◆ **Task details**
Nothing in the records that follow should differ once you have copied them out.

[Collected data]

□ □ □

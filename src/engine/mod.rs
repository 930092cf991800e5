//! Rebate and risk calculation engine

mod location;
mod incentives;
mod assessment;
mod result;
mod calculator;
pub mod scan;

pub use location::{resolve_jurisdiction, resolve_location, zip_prefix, LocationResolution};
pub use incentives::{calculate_incentives, federal_credit, state_rebate, utility_rebate, Incentives};
pub use assessment::{
    annual_savings, coverage_percent, incremental_net_benefit, installation_cost, payback_years,
    risk_score, Recommendation, TimingRisk,
};
pub use result::{
    CalculationResult, IncentiveBreakdown, Intelligence, LocationData, ResultRow, RiskAssessment,
    UtilityProjections,
};
pub use calculator::{CalculatorConfig, RebateCalculator};
pub use scan::{scan_incentives, IncentiveScan, ScanRequest};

□ □ □

◆ **Exercise result**
filename src/engine/mod.rs
repository 930092cf991800e5
//! Rebate and risk calculation engine

mod location;
mod incentives;
mod assessment;
mod result;
mod calculator;
pub mod scan;

pub use location::{resolve_jurisdiction, resolve_location, zip_prefix, LocationResolution};
pub use incentives::{calculate_incentives, federal_credit, state_rebate, utility_rebate, Incentives};
pub use assessment::{
    annual_savings, coverage_percent, incremental_net_benefit, installation_cost, payback_years,
    risk_score, Recommendation, TimingRisk,
};
pub use result::{
    CalculationResult, IncentiveBreakdown, Intelligence, LocationData, ResultRow, RiskAssessment,
    UtilityProjections,
};
pub use calculator::{CalculatorConfig, RebateCalculator};
pub use scan::{scan_incentives, IncentiveScan, ScanRequest};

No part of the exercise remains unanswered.